Lamotrigine and levetiracetam were the most common monotherapies (44.5% and 37.4% of all monotherapies, respectively). Lamotrigine combined with levetiracetam was the most common polytherapy (41.8% of all polytherapies).
The primary outcome for children age 4.5 years was the TTCT-F creativity index. TTCT-F scores are normalized; a score of 100 is the mean for the norms and the standard deviation is 20, Meador noted. Secondary outcomes included scores on the BRIEF-P, an assessment completed by the child's parent.
On the TTCT-F creativity index, adjusted mean scores were 90.5 points (95% CI 87.8–93.2) for children of women with epilepsy and 93.7 points (95% CI 88.6–98.8) for children of healthy women. A second primary analysis found no significant relationship between TTCT-F creativity scores and in utero third-trimester blood concentrations of antiseizure drugs.
On the BRIEF-P, worse scores emerged with increasing third-trimester antiseizure medication exposure. Higher blood concentrations of levetiracetam were associated with worse performance on the BRIEF-P global executive composite score, inhibitory self-control index, and emergent metacognition index.
Lamotrigine monotherapy showed no exposure-dependent effects on the BRIEF-P, but higher concentrations of lamotrigine combined with levetiracetam were associated with poorer performance on the flexibility index and the emergent metacognition index. Samples sizes for other drugs were too small to assess individually.

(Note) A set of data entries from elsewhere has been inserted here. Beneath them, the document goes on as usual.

//! Tabular ingest and lookup joins for vlookup
//!
//! Loads two tables from CSV text or spreadsheet files, joins one column of
//! the right table onto the left table by a single key (a VLOOKUP), and
//! exports the result as CSV. All cells are plain text.
//!
//! # Examples
//!
//! ## Parsing CSV
//!
//! ```
//! use vlookup_sheet::TableData;
//!
//! let table = TableData::from_csv_str("Name,City\nAlice,NYC\nBob\n");
//!
//! assert_eq!(table.headers(), ["Name", "City"]);
//! // short rows are padded to the header width
//! assert_eq!(table.rows()[1], ["Bob", ""]);
//! ```
//!
//! ## Joining and exporting
//!
//! ```
//! use vlookup_sheet::{JoinSpec, TableData};
//!
//! let left = TableData::from_csv_str("ID,Name\n1,A\n2,B\n3,C");
//! let right = TableData::from_csv_str("ID,Score\n2,90\n1,80");
//!
//! let merged = left.vlookup(&right, &JoinSpec::new("ID", "ID", "Score")).unwrap();
//! assert_eq!(
//!     merged.to_csv_string().unwrap(),
//!     "ID,Name,Score\n1,A,80\n2,B,90\n3,C,N/A"
//! );
//! ```
//!
//! ## Loading files
//!
//! ```no_run
//! use vlookup_sheet::{load_path, SourceFile};
//!
//! let from_disk = load_path("customers.xlsx").unwrap();
//! let uploaded = SourceFile::new("orders.csv", std::fs::read("orders.csv").unwrap()).load().unwrap();
//! ```
//!
//! ## Sessions
//!
//! [`Workbench`] keeps the state a lookup UI needs: both tables, the column
//! selections, the merged result and the current error message.
//!
//! ```
//! use vlookup_sheet::{Side, Workbench};
//!
//! let mut bench = Workbench::new();
//! bench.load_pasted(Side::Left, "ID,Name\n1,A").unwrap();
//! bench.load_pasted(Side::Right, "ID,Score\n1,80").unwrap();
//! bench.set_lookup_column("ID");
//! bench.set_match_column("ID");
//! bench.set_return_column("Score");
//!
//! bench.merge().unwrap();
//! let export = bench.export().unwrap();
//! assert_eq!(export.file_name, "merged_data.csv");
//! ```

mod cell;
mod csv;
mod error;
mod join;
mod sanitize;
mod session;
mod source;
mod table;
mod xlsx;

/// Re-export sheet error types.
pub use error::{Result, SheetError};
/// Re-export join types.
pub use join::{vlookup, JoinSpec, NOT_FOUND};
/// Re-export session types.
pub use session::{Export, ExportOptions, Workbench};
#[cfg(not(target_arch = "wasm32"))]
/// Re-export the path loader (non-WASM only).
pub use source::load_path;
/// Re-export source loading.
pub use source::{load_bytes, SourceFile, SourceFormat};
/// Re-export table types.
pub use table::{ColumnIndex, Side, Table, TableData, PASTED_SOURCE_NAME};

"Our findings highlight that even for epilepsy medications that are generally considered to be safe in pregnancy, dose adjustments should be made with a goal of reaching an optimal balance between controlling seizures and minimizing negative effects on the developing child," Meador said.

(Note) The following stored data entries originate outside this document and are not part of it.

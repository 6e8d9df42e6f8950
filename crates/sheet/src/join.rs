//! Single-key lookup join (VLOOKUP).
//!
//! Two tie-breaks are part of the contract and are covered by tests:
//! - a header name that occurs more than once resolves to its **first** position;
//! - a match key that occurs in more than one right row resolves to the **last** row.
//!
//! Keys are compared as exact strings. Nothing is trimmed, case-folded or
//! parsed as a number, so callers wanting looser matching must normalize first.

use crate::error::{Result, SheetError};
use crate::table::{Side, TableData};
use serde::{Deserialize, Serialize};
use std::collections::HashMap;

/// Cell text written when a left row has no match in the right table.
pub const NOT_FOUND: &str = "N/A";

/// The three columns a lookup needs.
#[derive(Debug, Clone, Default, PartialEq, Eq, Serialize, Deserialize)]
#[serde(rename_all = "camelCase")]
pub struct JoinSpec {
    /// Key column in the left table
    pub lookup_column: String,
    /// Key column in the right table
    pub match_column: String,
    /// Right table column copied into the result
    pub return_column: String,
}

impl JoinSpec {
    #[must_use]
    pub fn new(
        lookup_column: impl Into<String>,
        match_column: impl Into<String>,
        return_column: impl Into<String>,
    ) -> Self {
        JoinSpec {
            lookup_column: lookup_column.into(),
            match_column: match_column.into(),
            return_column: return_column.into(),
        }
    }
}

/// Column positions resolved for one join.
#[derive(Debug, Clone, Copy)]
struct ResolvedColumns {
    lookup: usize,
    matched: usize,
    returned: usize,
}

fn resolve(left: &TableData, right: &TableData, spec: &JoinSpec) -> Result<ResolvedColumns> {
    let left_index = left.column_index();
    let right_index = right.column_index();

    // blank headers exist (untitled spreadsheet columns) but are never selectable
    let checked = |name: &str, side: Side| -> Result<usize> {
        if name.is_empty() {
            return Err(SheetError::InvalidColumn {
                column: String::new(),
                side,
            });
        }
        match side {
            Side::Left => left_index.resolve(name, side),
            Side::Right => right_index.resolve(name, side),
        }
    };

    let lookup = checked(&spec.lookup_column, Side::Left)?;
    let matched = checked(&spec.match_column, Side::Right)?;
    let returned = checked(&spec.return_column, Side::Right)?;

    Ok(ResolvedColumns {
        lookup,
        matched,
        returned,
    })
}

/// Index right rows by their match cell. Later rows replace earlier ones.
fn index_by_key(rows: &[Vec<String>], key_col: usize) -> HashMap<&str, &[String]> {
    let mut index = HashMap::with_capacity(rows.len());
    for row in rows {
        index.insert(row[key_col].as_str(), row.as_slice());
    }
    index
}

impl TableData {
    /// Left join `right` onto this table by a single key column.
    ///
    /// The result has this table's headers plus `spec.return_column`, and one
    /// row per row of this table, in order. Unmatched rows get [`NOT_FOUND`].
    ///
    /// ```
    /// use vlookup_sheet::{JoinSpec, TableData};
    ///
    /// let people = TableData::from_data(vec![vec!["ID", "Name"], vec!["1", "A"], vec!["3", "C"]]);
    /// let scores = TableData::from_data(vec![vec!["ID", "Score"], vec!["1", "80"]]);
    ///
    /// let merged = people.vlookup(&scores, &JoinSpec::new("ID", "ID", "Score")).unwrap();
    /// assert_eq!(merged.headers(), ["ID", "Name", "Score"]);
    /// assert_eq!(merged.rows()[1], ["3", "C", "N/A"]);
    /// ```
    ///
    /// # Errors
    ///
    /// Returns `InvalidColumn` if a spec column is empty or not a header of
    /// its table.
    pub fn vlookup(&self, right: &TableData, spec: &JoinSpec) -> Result<TableData> {
        let cols = resolve(self, right, spec)?;
        let index = index_by_key(right.rows(), cols.matched);

        let mut headers = self.headers().to_vec();
        headers.push(spec.return_column.clone());

        let mut matched = 0usize;
        let rows: Vec<Vec<String>> = self
            .rows()
            .iter()
            .map(|left_row| {
                let value = match index.get(left_row[cols.lookup].as_str()) {
                    Some(right_row) => {
                        matched += 1;
                        right_row[cols.returned].clone()
                    }
                    None => NOT_FOUND.to_string(),
                };
                let mut row = Vec::with_capacity(headers.len());
                row.extend_from_slice(left_row);
                row.push(value);
                row
            })
            .collect();

        tracing::info!(
            rows = rows.len(),
            matched,
            unmatched = rows.len() - matched,
            "lookup join complete"
        );

        Ok(TableData::new(headers, rows))
    }
}

/// Left join `right` onto `left`; see [`TableData::vlookup`].
pub fn vlookup(left: &TableData, right: &TableData, spec: &JoinSpec) -> Result<TableData> {
    left.vlookup(right, spec)
}

impl JoinSpec {
    /// Check the spec against a pair of tables without joining.
    pub fn validate(&self, left: &TableData, right: &TableData) -> Result<()> {
        resolve(left, right, self).map(|_| ())
    }

    /// The first empty selection, by its display name.
    pub(crate) fn first_missing(&self) -> Option<&'static str> {
        if self.lookup_column.is_empty() {
            Some("lookup column")
        } else if self.match_column.is_empty() {
            Some("match column")
        } else if self.return_column.is_empty() {
            Some("return column")
        } else {
            None
        }
    }
}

MONEAD participants were recruited from tertiary centers and results may not apply to all epilepsy patients, the researchers acknowledged. Selection bias may have been present, and unmeasured confounding may have influenced outcomes.
Disclosures
The study was supported by the NIH's National Institute of Neurological Disorders and Stroke.
Meador reported relationships with NIH, Eisai, Medtronic, the Epilepsy Study Consortium, GW Pharmaceuticals, NeuroPace, Novartis, Supernus, Upsher-Smith Laboratories, UCB Pharma, and Vivus Pharmaceuticals.
Co-authors reported relationships with nonprofit organizations and pharmaceutical companies.
Honybun reported support from the Australian Government Research Training Program. Perucca reported relationships with Chiesi, Eisai, LivaNova, Novartis, Sun Pharma, Supernus, and UCB Pharma.
Primary Source
Neurology
Meador KJ, et al "Association of prenatal exposure to antiseizure medications with creative and executive function at age 4.5 years" Neurology 2024; DOI: 10.1212/WNL.0000000000209448.
Secondary Source
Neurology
Honybun E, Perucca P "Adverse neurodevelopmental outcomes after in utero exposure to antiseizure medications: an ever-expanding story" Neurology 2024; DOI: 10.1212/WNL.0000000000209553.